● Your objective
Would you give the number of lines in the entries that contain the word "await"? Nothing else is needed.

Saved entries:
=== Begin Enclosure ===

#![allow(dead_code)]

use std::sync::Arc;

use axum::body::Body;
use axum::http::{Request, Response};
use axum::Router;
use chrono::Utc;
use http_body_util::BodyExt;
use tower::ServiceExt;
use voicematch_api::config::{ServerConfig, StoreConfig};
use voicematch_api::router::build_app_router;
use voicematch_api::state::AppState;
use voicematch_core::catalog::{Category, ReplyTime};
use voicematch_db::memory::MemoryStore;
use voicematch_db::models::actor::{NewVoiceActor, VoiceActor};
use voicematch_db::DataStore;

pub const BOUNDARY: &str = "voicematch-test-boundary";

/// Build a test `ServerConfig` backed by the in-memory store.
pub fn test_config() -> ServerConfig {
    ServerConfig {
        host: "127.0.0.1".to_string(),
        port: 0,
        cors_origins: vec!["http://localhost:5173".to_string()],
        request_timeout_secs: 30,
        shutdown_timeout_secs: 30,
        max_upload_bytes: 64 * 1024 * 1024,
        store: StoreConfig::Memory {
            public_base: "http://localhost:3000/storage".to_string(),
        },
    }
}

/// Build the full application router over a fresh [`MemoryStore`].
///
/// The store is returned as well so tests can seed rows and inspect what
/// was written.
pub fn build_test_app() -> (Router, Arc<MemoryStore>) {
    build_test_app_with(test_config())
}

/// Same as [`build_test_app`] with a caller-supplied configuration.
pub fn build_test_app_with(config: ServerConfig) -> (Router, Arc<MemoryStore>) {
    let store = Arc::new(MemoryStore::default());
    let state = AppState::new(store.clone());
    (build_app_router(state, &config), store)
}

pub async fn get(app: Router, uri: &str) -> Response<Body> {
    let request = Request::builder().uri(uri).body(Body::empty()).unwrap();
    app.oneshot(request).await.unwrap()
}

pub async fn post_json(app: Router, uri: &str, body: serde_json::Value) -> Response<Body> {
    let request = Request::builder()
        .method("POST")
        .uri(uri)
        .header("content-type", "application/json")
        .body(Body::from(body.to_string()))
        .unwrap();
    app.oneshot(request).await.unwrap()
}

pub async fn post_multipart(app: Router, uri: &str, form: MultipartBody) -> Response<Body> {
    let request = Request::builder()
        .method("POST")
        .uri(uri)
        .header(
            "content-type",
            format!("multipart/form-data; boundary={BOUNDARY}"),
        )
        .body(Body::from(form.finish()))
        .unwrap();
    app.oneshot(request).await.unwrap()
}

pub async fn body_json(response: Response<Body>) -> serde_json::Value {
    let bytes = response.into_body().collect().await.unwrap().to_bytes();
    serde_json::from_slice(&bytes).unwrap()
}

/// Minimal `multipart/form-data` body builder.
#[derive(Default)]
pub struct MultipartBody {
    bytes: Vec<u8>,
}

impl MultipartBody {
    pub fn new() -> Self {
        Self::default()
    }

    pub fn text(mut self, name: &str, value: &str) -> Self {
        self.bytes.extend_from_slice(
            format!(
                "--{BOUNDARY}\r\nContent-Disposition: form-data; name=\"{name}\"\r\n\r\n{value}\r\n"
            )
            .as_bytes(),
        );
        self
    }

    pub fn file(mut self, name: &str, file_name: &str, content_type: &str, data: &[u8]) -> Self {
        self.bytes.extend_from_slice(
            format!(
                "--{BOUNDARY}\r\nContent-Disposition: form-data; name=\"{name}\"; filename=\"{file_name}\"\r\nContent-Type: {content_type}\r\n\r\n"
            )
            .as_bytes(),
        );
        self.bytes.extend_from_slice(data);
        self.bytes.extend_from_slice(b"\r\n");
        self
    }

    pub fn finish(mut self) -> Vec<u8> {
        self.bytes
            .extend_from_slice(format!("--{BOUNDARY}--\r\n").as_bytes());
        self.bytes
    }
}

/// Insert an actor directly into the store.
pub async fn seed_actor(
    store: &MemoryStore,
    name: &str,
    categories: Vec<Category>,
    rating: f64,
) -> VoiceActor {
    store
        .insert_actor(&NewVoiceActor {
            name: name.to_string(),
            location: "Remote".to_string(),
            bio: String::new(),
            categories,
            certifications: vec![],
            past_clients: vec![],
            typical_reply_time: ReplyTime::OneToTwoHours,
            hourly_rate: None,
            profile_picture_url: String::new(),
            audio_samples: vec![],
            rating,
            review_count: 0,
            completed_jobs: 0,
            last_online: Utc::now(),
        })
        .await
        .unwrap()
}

=== End Enclosure ===
=== Begin Enclosure ===

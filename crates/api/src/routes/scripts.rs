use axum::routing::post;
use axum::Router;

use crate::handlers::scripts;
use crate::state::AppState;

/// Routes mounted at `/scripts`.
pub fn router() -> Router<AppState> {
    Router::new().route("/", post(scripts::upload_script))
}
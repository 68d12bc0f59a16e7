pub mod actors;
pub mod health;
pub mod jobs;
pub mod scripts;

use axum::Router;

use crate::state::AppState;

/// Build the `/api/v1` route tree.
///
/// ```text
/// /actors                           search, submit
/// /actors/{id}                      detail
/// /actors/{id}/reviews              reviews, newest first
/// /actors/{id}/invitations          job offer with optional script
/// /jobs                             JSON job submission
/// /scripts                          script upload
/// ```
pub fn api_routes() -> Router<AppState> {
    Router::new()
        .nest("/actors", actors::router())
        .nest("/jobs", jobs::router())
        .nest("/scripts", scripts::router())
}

=== End Enclosure ===
=== Begin Enclosure ===

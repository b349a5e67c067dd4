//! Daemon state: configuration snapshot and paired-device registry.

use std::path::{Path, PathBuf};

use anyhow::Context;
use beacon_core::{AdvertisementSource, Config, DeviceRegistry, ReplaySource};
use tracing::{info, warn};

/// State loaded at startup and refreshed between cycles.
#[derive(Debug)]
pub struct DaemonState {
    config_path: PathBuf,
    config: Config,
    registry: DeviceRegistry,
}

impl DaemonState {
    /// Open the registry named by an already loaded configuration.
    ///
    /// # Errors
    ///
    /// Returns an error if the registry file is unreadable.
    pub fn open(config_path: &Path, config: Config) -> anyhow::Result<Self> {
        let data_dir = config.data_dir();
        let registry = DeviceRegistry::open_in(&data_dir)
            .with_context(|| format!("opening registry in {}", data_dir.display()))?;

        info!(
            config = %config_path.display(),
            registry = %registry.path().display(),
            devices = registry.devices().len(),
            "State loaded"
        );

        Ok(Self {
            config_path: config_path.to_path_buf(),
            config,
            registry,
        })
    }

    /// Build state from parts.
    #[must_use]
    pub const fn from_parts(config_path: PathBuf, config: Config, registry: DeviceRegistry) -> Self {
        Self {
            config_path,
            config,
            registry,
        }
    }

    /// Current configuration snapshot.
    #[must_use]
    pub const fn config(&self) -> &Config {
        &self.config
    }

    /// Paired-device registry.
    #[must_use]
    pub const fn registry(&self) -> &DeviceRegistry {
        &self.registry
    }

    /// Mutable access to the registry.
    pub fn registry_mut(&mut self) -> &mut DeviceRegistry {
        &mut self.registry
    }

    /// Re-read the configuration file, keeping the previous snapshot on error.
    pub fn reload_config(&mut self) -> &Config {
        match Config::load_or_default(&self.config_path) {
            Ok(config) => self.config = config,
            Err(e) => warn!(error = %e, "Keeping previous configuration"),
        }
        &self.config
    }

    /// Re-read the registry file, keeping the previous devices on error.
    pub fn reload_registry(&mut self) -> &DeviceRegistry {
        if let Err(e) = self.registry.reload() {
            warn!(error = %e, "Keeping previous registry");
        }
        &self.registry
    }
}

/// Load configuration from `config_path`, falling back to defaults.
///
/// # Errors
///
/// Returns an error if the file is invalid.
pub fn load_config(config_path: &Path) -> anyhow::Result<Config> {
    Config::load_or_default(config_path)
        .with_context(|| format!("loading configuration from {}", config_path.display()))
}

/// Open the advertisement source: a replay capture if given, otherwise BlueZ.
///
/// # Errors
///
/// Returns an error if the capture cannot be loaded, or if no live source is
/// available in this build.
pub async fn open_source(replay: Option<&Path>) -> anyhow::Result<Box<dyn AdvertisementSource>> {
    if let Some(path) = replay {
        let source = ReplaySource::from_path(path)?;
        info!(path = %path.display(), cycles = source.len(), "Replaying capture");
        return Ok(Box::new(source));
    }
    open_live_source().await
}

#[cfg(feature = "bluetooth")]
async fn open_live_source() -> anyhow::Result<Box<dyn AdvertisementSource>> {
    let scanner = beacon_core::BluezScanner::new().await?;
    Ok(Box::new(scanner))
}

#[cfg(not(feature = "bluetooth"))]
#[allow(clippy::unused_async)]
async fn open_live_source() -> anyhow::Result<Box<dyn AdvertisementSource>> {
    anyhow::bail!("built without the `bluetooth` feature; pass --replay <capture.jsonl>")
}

=== End Enclosure ===

● Output
7